El puesto se desarrolla en una planta de producción del sector alimentario, donde la tarea principal es verificar que todos los productos terminados cumplan con los estándares de calidad, seguridad y las especificaciones fijadas por la empresa y sus clientes. Este trabajo es clave para mantener la integridad del producto a lo largo de la línea, asegurando que cada lote cumpla con los requisitos normativos y de satisfacción del consumidor. Las responsabilidades diarias incluyen una supervisión activa de los procesos de envasado, etiquetado y preparación para distribución.
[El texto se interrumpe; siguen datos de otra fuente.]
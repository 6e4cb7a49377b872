use super::SeaOrmStorage;
use crate::entity::students::{ActiveModel, Column, Entity as Students};
use crate::entity::teachers::{Entity as Teachers, decode_class_levels};
use crate::errors::{PreschoolError, Result};
use crate::models::{
    PaginationInfo, PaginationQuery,
    common::ClassLevel,
    students::{
        entities::Student,
        requests::{CreateStudentRequest, StudentListQuery, UpdateStudentRequest},
        responses::StudentListResponse,
    },
};
use crate::utils::escape_like_pattern;
use sea_orm::{
    ActiveModelTrait, ColumnTrait, EntityTrait, PaginatorTrait, QueryFilter, QueryOrder,
    QuerySelect, Set, TransactionTrait, sea_query::Expr,
};

impl SeaOrmStorage {
    pub async fn create_student_impl(&self, req: CreateStudentRequest) -> Result<Student> {
        let now = chrono::Utc::now().timestamp();

        let model = ActiveModel {
            name: Set(req.name),
            age: Set(req.age),
            class_level: Set(req.class_level.to_string()),
            learning_ability: Set(req.learning_ability.to_string()),
            writing_speed: Set(req.writing_speed.to_string()),
            photo_url: Set(req.photo_url),
            teacher_id: Set(req.teacher_id),
            created_at: Set(now),
            updated_at: Set(now),
            ..Default::default()
        };

        let result = model
            .insert(&self.db)
            .await
            .map_err(|e| PreschoolError::database_operation(format!("创建学生失败: {e}")))?;

        Ok(result.into_student())
    }

    pub async fn get_student_by_id_impl(&self, id: i64) -> Result<Option<Student>> {
        let result = Students::find_by_id(id)
            .one(&self.db)
            .await
            .map_err(|e| PreschoolError::database_operation(format!("查询学生失败: {e}")))?;

        Ok(result.map(|m| m.into_student()))
    }

    pub async fn list_students_with_pagination_impl(
        &self,
        query: StudentListQuery,
    ) -> Result<StudentListResponse> {
        let (page, size) = PaginationQuery::normalized(query.page, query.size);

        let mut select = Students::find();

        if let Some(ref search) = query.search
            && !search.trim().is_empty()
        {
            select = select.filter(Column::Name.contains(escape_like_pattern(search.trim())));
        }

        if let Some(level) = query.class_level {
            select = select.filter(Column::ClassLevel.eq(level.to_string()));
        }

        // unassigned 优先于 teacher_id
        if query.unassigned.unwrap_or(false) {
            select = select.filter(Column::TeacherId.is_null());
        } else if let Some(teacher_id) = query.teacher_id {
            select = select.filter(Column::TeacherId.eq(teacher_id));
        }

        select = select.order_by_asc(Column::Name).order_by_asc(Column::Id);

        let paginator = select.paginate(&self.db, size);
        let total = paginator
            .num_items()
            .await
            .map_err(|e| PreschoolError::database_operation(format!("查询学生总数失败: {e}")))?;
        let pages = paginator
            .num_pages()
            .await
            .map_err(|e| PreschoolError::database_operation(format!("查询学生页数失败: {e}")))?;
        let students = paginator
            .fetch_page(page - 1)
            .await
            .map_err(|e| PreschoolError::database_operation(format!("查询学生列表失败: {e}")))?;

        Ok(StudentListResponse {
            items: students.into_iter().map(|m| m.into_student()).collect(),
            pagination: PaginationInfo::new(page, size, total, pages),
        })
    }

    pub async fn list_all_students_impl(&self) -> Result<Vec<Student>> {
        let students = Students::find()
            .order_by_asc(Column::Id)
            .all(&self.db)
            .await
            .map_err(|e| PreschoolError::database_operation(format!("查询学生列表失败: {e}")))?;

        Ok(students.into_iter().map(|m| m.into_student()).collect())
    }

    pub async fn list_students_for_export_impl(
        &self,
        class_level: Option<ClassLevel>,
        teacher_id: Option<i64>,
        limit: u64,
    ) -> Result<Vec<Student>> {
        let mut select = Students::find();

        if let Some(level) = class_level {
            select = select.filter(Column::ClassLevel.eq(level.to_string()));
        }
        if let Some(teacher_id) = teacher_id {
            select = select.filter(Column::TeacherId.eq(teacher_id));
        }

        let students = select
            .order_by_asc(Column::ClassLevel)
            .order_by_asc(Column::Name)
            .limit(limit)
            .all(&self.db)
            .await
            .map_err(|e| PreschoolError::database_operation(format!("查询导出学生失败: {e}")))?;

        Ok(students.into_iter().map(|m| m.into_student()).collect())
    }

    pub async fn update_student_impl(
        &self,
        id: i64,
        update: UpdateStudentRequest,
    ) -> Result<Option<Student>> {
        if self.get_student_by_id_impl(id).await?.is_none() {
            return Ok(None);
        }

        let mut model = ActiveModel {
            id: Set(id),
            updated_at: Set(chrono::Utc::now().timestamp()),
            ..Default::default()
        };

        if let Some(name) = update.name {
            model.name = Set(name);
        }
        if let Some(age) = update.age {
            model.age = Set(age);
        }
        if let Some(level) = update.class_level {
            model.class_level = Set(level.to_string());
        }
        if let Some(ability) = update.learning_ability {
            model.learning_ability = Set(ability.to_string());
        }
        if let Some(speed) = update.writing_speed {
            model.writing_speed = Set(speed.to_string());
        }
        if let Some(photo_url) = update.photo_url {
            model.photo_url = Set(photo_url);
        }

        model
            .update(&self.db)
            .await
            .map_err(|e| PreschoolError::database_operation(format!("更新学生失败: {e}")))?;

        self.get_student_by_id_impl(id).await
    }

    /// 只写 teacher_id 一列，不影响其他字段
    ///
    /// 在同一事务中重新读取学生班级与教师可带班级，不可带时返回 `Assignment` 错误；
    /// 条件更新要求班级未变，期间被改过班级同样视为不可分配。
    pub async fn set_student_teacher_impl(&self, id: i64, teacher_id: Option<i64>) -> Result<bool> {
        let txn = self
            .db
            .begin()
            .await
            .map_err(|e| PreschoolError::database_operation(format!("开启事务失败: {e}")))?;

        let Some(student) = Students::find_by_id(id)
            .one(&txn)
            .await
            .map_err(|e| PreschoolError::database_operation(format!("查询学生失败: {e}")))?
        else {
            return Ok(false);
        };

        if let Some(tid) = teacher_id {
            let teacher = Teachers::find_by_id(tid)
                .one(&txn)
                .await
                .map_err(|e| PreschoolError::database_operation(format!("查询教师失败: {e}")))?
                .ok_or_else(|| PreschoolError::not_found(format!("教师 {tid} 不存在")))?;

            let level: ClassLevel = student.class_level.parse().map_err(|_| {
                PreschoolError::validation(format!("无法识别的班级: {}", student.class_level))
            })?;
            if !decode_class_levels(&teacher.class_levels).contains(&level) {
                return Err(PreschoolError::assignment(format!(
                    "教师 {tid} 不能带 {level} 班"
                )));
            }
        }

        let result = Students::update_many()
            .col_expr(Column::TeacherId, Expr::value(teacher_id))
            .col_expr(
                Column::UpdatedAt,
                Expr::value(chrono::Utc::now().timestamp()),
            )
            .filter(Column::Id.eq(id))
            .filter(Column::ClassLevel.eq(student.class_level.as_str()))
            .exec(&txn)
            .await
            .map_err(|e| PreschoolError::database_operation(format!("更新负责教师失败: {e}")))?;

        if result.rows_affected == 0 {
            return Err(PreschoolError::assignment(format!("学生 {id} 的班级已变更")));
        }

        txn.commit()
            .await
            .map_err(|e| PreschoolError::database_operation(format!("提交事务失败: {e}")))?;

        Ok(true)
    }

    pub async fn delete_student_impl(&self, id: i64) -> Result<bool> {
        let result = Students::delete_by_id(id)
            .exec(&self.db)
            .await
            .map_err(|e| PreschoolError::database_operation(format!("删除学生失败: {e}")))?;

        Ok(result.rows_affected > 0)
    }
}

#[cfg(test)]
mod tests {
    use super::super::temp_storage;
    use crate::errors::PreschoolError;
    use crate::models::common::ClassLevel;
    use crate::models::students::entities::{LearningAbility, WritingSpeed};
    use crate::models::students::requests::{CreateStudentRequest, UpdateStudentRequest};
    use crate::models::teachers::requests::{CreateTeacherRequest, UpdateTeacherRequest};

    fn new_student(level: ClassLevel) -> CreateStudentRequest {
        CreateStudentRequest {
            name: "Asha".to_string(),
            age: 4,
            class_level: level,
            learning_ability: LearningAbility::Average,
            writing_speed: WritingSpeed::Average,
            photo_url: None,
            teacher_id: None,
        }
    }

    fn new_teacher(levels: &[ClassLevel]) -> CreateTeacherRequest {
        CreateTeacherRequest {
            name: "Ms. Rao".to_string(),
            email: None,
            phone: None,
            class_levels: levels.iter().copied().collect(),
            user_id: None,
        }
    }

    #[tokio::test]
    async fn test_set_teacher_rechecks_eligibility() {
        let storage = temp_storage().await;
        let teacher = storage
            .create_teacher(new_teacher(&[ClassLevel::Lkg]))
            .await
            .unwrap();
        let student = storage.create_student(new_student(ClassLevel::Lkg)).await.unwrap();

        assert!(storage.set_student_teacher(student.id, Some(teacher.id)).await.unwrap());

        // 教师改为只带大班之后再次分配
        storage
            .update_teacher(
                teacher.id,
                UpdateTeacherRequest {
                    name: None,
                    email: None,
                    phone: None,
                    class_levels: Some([ClassLevel::Ukg].into_iter().collect()),
                    user_id: None,
                },
            )
            .await
            .unwrap();
        storage.set_student_teacher(student.id, None).await.unwrap();

        let err = storage
            .set_student_teacher(student.id, Some(teacher.id))
            .await
            .unwrap_err();
        assert!(matches!(err, PreschoolError::Assignment(_)));

        let stored = storage.get_student_by_id(student.id).await.unwrap().unwrap();
        assert_eq!(stored.teacher_id, None);
    }

    #[tokio::test]
    async fn test_set_teacher_missing_rows() {
        let storage = temp_storage().await;
        let student = storage.create_student(new_student(ClassLevel::Nursery)).await.unwrap();

        assert!(!storage.set_student_teacher(999, None).await.unwrap());
        let err = storage
            .set_student_teacher(student.id, Some(999))
            .await
            .unwrap_err();
        assert!(matches!(err, PreschoolError::NotFound(_)));

        // 换班后只能分配给能带新班级的教师
        let teacher = storage
            .create_teacher(new_teacher(&[ClassLevel::Nursery]))
            .await
            .unwrap();
        storage
            .update_student(
                student.id,
                UpdateStudentRequest {
                    name: None,
                    age: None,
                    class_level: Some(ClassLevel::Ukg),
                    learning_ability: None,
                    writing_speed: None,
                    photo_url: None,
                },
            )
            .await
            .unwrap();
        assert!(matches!(
            storage.set_student_teacher(student.id, Some(teacher.id)).await,
            Err(PreschoolError::Assignment(_))
        ));
    }
}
Se realizan inspecciones físicas y documentales, manejando herramientas de control y sistemas informáticos propios del sector para registrar cada paso. Esta labor contribuye a la mejora continua,
identificando áreas de oportunidad y proponiendo ajustes que reduzcan mermas o productos no conformes. Trabajar en equipo con otros operarios es esencial, fomentando una cultura de calidad compartida y comunicación fluida sobre cualquier desviación.
El entorno es práctico y requiere atención constante al detalle, así como una comprensión clara de los procedimientos operativos.
Se ofrece un contrato a jornada completa, con horario según la actividad de la planta. La empresa proporciona formación específica y el trabajo se realiza en equipo dentro de una instalación industrial.